To try and keep it safe we started unraveling hose, preparing to wet down the area and keep the fire from spreading.  The men took turns spraying down the couple trees in the immediate area, the rest of the lumber and the fire itself.  I really think it would have been harder to keep it contained, but the tin roof had collapsed on it, smothering it to some degree while preventing embers from flying all over the place.  While some folks were hosing the fire down, several of us were moving equipment away in case the fire spread.

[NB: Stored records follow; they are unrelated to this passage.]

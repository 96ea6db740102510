//! Deterministic byte encoding for headers and transactions.
//!
//! Integers are written in an explicit byte order; variable-length fields are
//! prefixed with a Bitcoin-style compact-size integer.

use crate::consts::{COMPACT_SIZE_U16, COMPACT_SIZE_U32, COMPACT_SIZE_U64};

macro_rules! put_int {
    ($($le:ident, $be:ident: $ty:ty;)*) => {
        $(
            #[inline]
            fn $le(&mut self, value: $ty) {
                self.put_slice(&value.to_le_bytes());
            }

            #[inline]
            fn $be(&mut self, value: $ty) {
                self.put_slice(&value.to_be_bytes());
            }
        )*
    };
}

/// An append-only byte sink.
///
/// Encoding is total: no method can fail.
pub trait ByteSink {
    /// Append raw bytes.
    fn put_slice(&mut self, bytes: &[u8]);

    #[inline]
    fn put_u8(&mut self, value: u8) {
        self.put_slice(&[value]);
    }

    put_int! {
        put_u16_le, put_u16_be: u16;
        put_u32_le, put_u32_be: u32;
        put_u64_le, put_u64_be: u64;
        put_i16_le, put_i16_be: i16;
        put_i32_le, put_i32_be: i32;
        put_i64_le, put_i64_be: i64;
    }

    /// Append a compact-size integer.
    ///
    /// | value range              | encoding              |
    /// |--------------------------|-----------------------|
    /// | `< 0xfd`                 | 1 byte                |
    /// | `<= 0xffff`              | `0xfd` + u16 LE       |
    /// | `<= 0xffff_ffff`         | `0xfe` + u32 LE       |
    /// | otherwise                | `0xff` + u64 LE       |
    fn put_compact_size(&mut self, value: u64) {
        if value < COMPACT_SIZE_U16 as u64 {
            self.put_u8(value as u8);
        } else if value <= 0xffff {
            self.put_u8(COMPACT_SIZE_U16);
            self.put_u16_le(value as u16);
        } else if value <= 0xffff_ffff {
            self.put_u8(COMPACT_SIZE_U32);
            self.put_u32_le(value as u32);
        } else {
            self.put_u8(COMPACT_SIZE_U64);
            self.put_u64_le(value);
        }
    }

    /// Append a compact-size length followed by the bytes themselves.
    fn put_var_bytes(&mut self, bytes: &[u8]) {
        self.put_compact_size(bytes.len() as u64);
        self.put_slice(bytes);
    }
}

impl ByteSink for Vec<u8> {
    #[inline]
    fn put_slice(&mut self, bytes: &[u8]) {
        self.extend_from_slice(bytes);
    }

    #[inline]
    fn put_u8(&mut self, value: u8) {
        self.push(value);
    }
}

/// Number of bytes [`ByteSink::put_compact_size`] writes for `value`.
pub fn compact_size_len(value: u64) -> usize {
    match value {
        0..=0xfc => 1,
        0xfd..=0xffff => 3,
        0x1_0000..=0xffff_ffff => 5,
        _ => 9,
    }
}

/// Types with a canonical byte encoding.
pub trait Encodable {
    /// Append the canonical encoding to `sink`.
    fn encode_to<S: ByteSink + ?Sized>(&self, sink: &mut S);

    /// The canonical encoding as a fresh buffer.
    fn encoded(&self) -> Vec<u8> {
        let mut buf = Vec::new();
        self.encode_to(&mut buf);
        buf
    }
}

#[cfg(test)]
mod tests {
    use super::*;

    #[test]
    fn test_integer_byte_order() {
        let mut out = Vec::new();
        out.put_u16_le(0x1234);
        out.put_u16_be(0x1234);
        assert_eq!(out, vec![0x34, 0x12, 0x12, 0x34]);

        out.clear();
        out.put_u32_le(1);
        out.put_u32_le(254);
        assert_eq!(out, vec![1, 0, 0, 0, 254, 0, 0, 0]);

        out.clear();
        out.put_u64_be(0x0102030405060708);
        assert_eq!(out, vec![1, 2, 3, 4, 5, 6, 7, 8]);

        out.clear();
        out.put_i32_le(-2);
        out.put_i16_be(-1);
        out.put_i64_le(-1);
        assert_eq!(&out[..4], &[0xfe, 0xff, 0xff, 0xff]);
        assert_eq!(&out[4..6], &[0xff, 0xff]);
        assert_eq!(&out[6..], &[0xff; 8]);
    }

    #[test]
    fn test_compact_size_boundaries() {
        let cases: [(u64, Vec<u8>); 8] = [
            (0, vec![0x00]),
            (100, vec![100]),
            (0xfc, vec![0xfc]),
            (0xfd, vec![0xfd, 0xfd, 0x00]),
            (0x1234, vec![0xfd, 0x34, 0x12]),
            (0xffff, vec![0xfd, 0xff, 0xff]),
            (0x10000, vec![0xfe, 0x00, 0x00, 0x01, 0x00]),
            (0x1_0000_0000, vec![0xff, 0x00, 0x00, 0x00, 0x00, 0x01, 0x00, 0x00, 0x00]),
        ];

        for (value, expected) in cases {
            let mut out = Vec::new();
            out.put_compact_size(value);
            assert_eq!(out, expected, "compact size of {:#x}", value);
            assert_eq!(compact_size_len(value), expected.len());
        }
    }

    #[test]
    fn test_var_bytes() {
        let mut out = Vec::new();
        out.put_var_bytes(&[]);
        out.put_var_bytes(&[0xaa, 0xbb]);
        assert_eq!(out, vec![0x00, 0x02, 0xaa, 0xbb]);

        let long = vec![0x55u8; 300];
        let mut out = Vec::new();
        out.put_var_bytes(&long);
        assert_eq!(&out[..3], &[0xfd, 0x2c, 0x01]);
        assert_eq!(out.len(), 303);
    }
}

Honestly, that is pretty much it for our response to the fire.  The Fairview Fire Department showed up and helped us contain it.  I actually left to go to the basketball game with some of the Ford's and we made tip off at about 7:30 pm.  It was decided that we'd let the fire burn itself out rather than attempting to put it out.  This was nice because then the fire pretty much cleans itself up for us.  I returned for my shift watching the fire at 3am.  Titus Brown joined me and we spent the morning pushing back the ashes and isolated chunks of wood.  Just trying to make it all burn down low, while recovering nails, screws and some other miscellaneous pieces of metal from the fire. 

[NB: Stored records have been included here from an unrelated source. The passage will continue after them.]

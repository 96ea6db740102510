//! Incremental mining over one block.
//!
//! The browser cannot block its event loop for a whole search, so a session
//! mines in caller-sized batches and keeps its position between calls. Time
//! is passed in as milliseconds so the session itself never touches a JS API.

use chain_core::{
    difficulty::leading_zero_bits,
    hash::to_display_hex,
    mine_range, Block, Clock, Hash256, MinedHeader, MiningLimits, MiningOutcome, Transaction, Txid,
};
use tracing::{info, warn};

use crate::state::{MiningResultInfo, MiningStats, SessionState};

#[derive(Debug, Clone)]
pub struct MiningSession {
    block: Block,
    limits: MiningLimits,
    next_nonce: u32,
    state: SessionState,
    started_ms: f64,
    /// Time spent in earlier runs that ended in a time-out.
    previous_runs_ms: f64,
    stats: MiningStats,
    best_hash: Option<Hash256>,
}

impl MiningSession {
    /// Start a session over `block`, searching from nonce zero.
    ///
    /// The header's Merkle root is brought in line with the transactions first.
    pub fn new(mut block: Block, limits: MiningLimits) -> Self {
        block.update_merkle_root();
        MiningSession {
            block,
            limits,
            next_nonce: 0,
            state: SessionState::Idle,
            started_ms: 0.0,
            previous_runs_ms: 0.0,
            stats: MiningStats::new(),
            best_hash: None,
        }
    }

    pub fn block(&self) -> &Block {
        &self.block
    }

    pub fn limits(&self) -> &MiningLimits {
        &self.limits
    }

    pub fn state(&self) -> SessionState {
        self.state
    }

    pub fn next_nonce(&self) -> u32 {
        self.next_nonce
    }

    pub fn stats(&self) -> &MiningStats {
        &self.stats
    }

    /// Begin or resume the search at `now_ms`.
    ///
    /// A session that timed out picks up where it stopped with a fresh time
    /// budget. Found and exhausted sessions stay as they are.
    pub fn start(&mut self, now_ms: f64) {
        if self.state.is_final() || self.state == SessionState::Searching {
            return;
        }
        if self.state == SessionState::TimedOut {
            self.previous_runs_ms = self.stats.elapsed_ms;
        }
        self.started_ms = now_ms;
        self.set_state(SessionState::Searching);
    }

    /// Hash up to `batch_size` nonces, then check the nonce and time limits.
    ///
    /// An idle session is started at `now_ms`. Once the session is in a
    /// terminal state the call hashes nothing and reports that state.
    pub fn step(&mut self, batch_size: u32, now_ms: f64) -> MiningResultInfo {
        if self.state == SessionState::Idle {
            self.start(now_ms);
        }
        if self.state != SessionState::Searching {
            return self.result(None, 0);
        }

        let start = self.next_nonce;
        if start > self.limits.nonce_limit {
            self.set_state(SessionState::NonceExhausted);
            return self.result(None, 0);
        }

        let remaining = self.limits.nonce_limit - start;
        let batch_size = batch_size.max(1);
        let count = if remaining < batch_size { remaining + 1 } else { batch_size };

        let prefix = self.block.header.serialize_without_nonce();
        let batch = mine_range(&prefix, &self.block.header.target, start, count);

        self.stats.total_hashes += batch.hashes_computed;
        if let Some(best) = batch.best_hash {
            self.offer_best(best);
        }
        self.update_elapsed(now_ms);

        if let (Some(nonce), Some(hash)) = (batch.nonce, batch.hash) {
            self.block.header.nonce = nonce;
            self.next_nonce = nonce;
            self.stats.current_nonce = nonce;
            self.set_state(SessionState::Found);
            info!(nonce, hash = %to_display_hex(&hash), total_hashes = self.stats.total_hashes, "block found");
            return self.result(Some((nonce, hash)), batch.hashes_computed);
        }

        let last_nonce = start + (count - 1);
        if last_nonce == self.limits.nonce_limit {
            self.next_nonce = last_nonce;
            self.set_state(SessionState::NonceExhausted);
            warn!(last_nonce, "nonce space exhausted");
        } else {
            self.next_nonce = last_nonce + 1;
            if now_ms - self.started_ms >= self.limits.time_limit_ms as f64 {
                self.set_state(SessionState::TimedOut);
                warn!(last_nonce, elapsed_ms = self.stats.elapsed_ms, "mining time limit reached");
            }
        }

        self.stats.current_nonce = self.next_nonce;
        self.result(None, batch.hashes_computed)
    }

    /// Search until a terminal state, reading time from `clock`.
    ///
    /// Resumes from the session's current nonce. This blocks the caller for up
    /// to the configured time limit. A found or exhausted session hashes
    /// nothing and reports its stored result with zero attempts.
    pub fn run_to_completion<C: Clock + ?Sized>(&mut self, clock: &C) -> MiningOutcome {
        if let Some(outcome) = self.final_outcome() {
            return outcome;
        }

        let started = clock.now();
        if self.state == SessionState::Idle || self.state == SessionState::TimedOut {
            self.start(started.as_secs_f64() * 1000.0);
        }

        self.block.header.nonce = self.next_nonce;
        let outcome = self.block.mine(&self.limits, clock);

        self.stats.total_hashes += outcome.attempts();
        match &outcome {
            MiningOutcome::Found(mined) => {
                self.next_nonce = mined.header.nonce;
                self.offer_best(mined.hash);
                self.set_state(SessionState::Found);
            }
            MiningOutcome::TimedOut { last_nonce, .. } => {
                self.next_nonce = last_nonce.saturating_add(1);
                self.set_state(SessionState::TimedOut);
            }
            MiningOutcome::NonceExhausted { last_nonce, .. } => {
                self.next_nonce = *last_nonce;
                self.set_state(SessionState::NonceExhausted);
            }
        }
        self.stats.current_nonce = self.next_nonce;
        self.update_elapsed(clock.now().as_secs_f64() * 1000.0);

        outcome
    }

    /// Append a transaction and restart the search.
    ///
    /// The segwit marker and flag are derived from the witness data, the Merkle
    /// root is recomputed and all progress is discarded.
    pub fn add_transaction(&mut self, mut tx: Transaction) -> Txid {
        tx.sync_segwit_flags();
        let txid = tx.txid();

        self.block.push_transaction(tx);
        self.block.update_merkle_root();
        self.reset_search();

        info!(txid = %to_display_hex(&txid), count = self.block.transactions.len(), "transaction added");
        txid
    }

    /// Discard progress and search the current block again from nonce zero.
    pub fn reset_search(&mut self) {
        self.block.header.nonce = 0;
        self.next_nonce = 0;
        self.started_ms = 0.0;
        self.previous_runs_ms = 0.0;
        self.best_hash = None;
        self.stats = MiningStats::new();
        self.state = SessionState::Idle;
    }

    fn final_outcome(&self) -> Option<MiningOutcome> {
        match self.state {
            SessionState::Found => {
                let header = self.block.header;
                Some(MiningOutcome::Found(MinedHeader { header, hash: header.hash(), attempts: 0 }))
            }
            SessionState::NonceExhausted => {
                Some(MiningOutcome::NonceExhausted { attempts: 0, last_nonce: self.next_nonce })
            }
            _ => None,
        }
    }

    fn set_state(&mut self, state: SessionState) {
        self.state = state;
        self.stats.state = state;
    }

    fn offer_best(&mut self, hash: Hash256) {
        if self.best_hash.map_or(true, |best| hash < best) {
            self.best_hash = Some(hash);
            self.stats.record_best(&hash);
        }
    }

    fn update_elapsed(&mut self, now_ms: f64) {
        self.stats.elapsed_ms = self.previous_runs_ms + (now_ms - self.started_ms).max(0.0);
        self.stats.update_hash_rate();
    }

    fn result(&self, found: Option<(u32, Hash256)>, hashes_computed: u64) -> MiningResultInfo {
        MiningResultInfo {
            status: self.state,
            nonce: found.map(|(nonce, _)| nonce),
            hash: found.map(|(_, hash)| hex::encode(hash)),
            leading_zero_bits: found.map_or(0, |(_, hash)| leading_zero_bits(&hash)),
            hashes_computed,
            next_nonce: self.next_nonce,
        }
    }
}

Now for the cause.  We don't know for absolute sure, but in all likely hood it was our own brush fire.  On Monday we had been burning scrappy brush in the morning and stretching up until about 2pm.  When doing this we come and go a lot, keeping an eye on it when we're there.  Well the last guys to take a look at the fire saw it puffing a little bit of smoke at 4pm and 5:15pm. 

The new wood box completed and filled.
People have questioned why the burn pit is so close to our fire wood, and it's a legitimate question.  In my opinion, there are few better spots for the burn pit.  It's about as far away from the thick woods as you can get, and the closest building was the wood shed.  I think of the other buildings we could have lost and I personally prefer the wood shed over any other building of this size.  (Too bad it couldn't just be the Hillbilly Porch!).

Another question I've heard a lot of is how wood did we lose?  How much money in heating?  The answer is arguable a little bit.  My guess is that it was something near 35 cords of wood (it depends on the math).  Whatever the exact number, it was a lot of wood.  About 90% of this wood was used on our boiler that heats the East Side Dining Hall.  Very little was used in regular fireplaces such as the West Side Dining Hall, or chapels.  We won't spend extra on heating though, cause we still have time to cut more wood and keep the boiler stocked. 

What we didn't lose is the hours of service from Engineers.  The high school guys that cut wood.  It's a perfect example of what makes it through a fire and what doesn't.  The work they did is still work done to the glory of God.  And we'll have to do it all over again, but still to His glory.

So now we'll be out cutting a lot of wood.  We've already finished a new box for transporting wood (I scattered pictures above to break up the paragraphs), and camp purchased a wood splitter to help us prepare for the Winter.  Mike Alchin has spent most of the week out in the woods cutting down the dead trees around camp, getting ready to chop it up and burn it.  The last two Winters I spent a lot of time in Crosscut, cleaning when I could.  Now it'll be cutting wood and cleaning most of the time.

If you made it this far then good job!  I've seen 4 fires here at camp, and I've been partially responsible for 3 of them (1- Warming hut: Started the wood stove and the chimney caught on fire. 2- Pine Cabin: I was cleaning and one of the fluorescent light bulbs malfunctioned, catching on fire. 3- Wood Shed: Spent most of the day tending the brush pit).   So hopefully that's it for a while!  Thanks for sticking with me.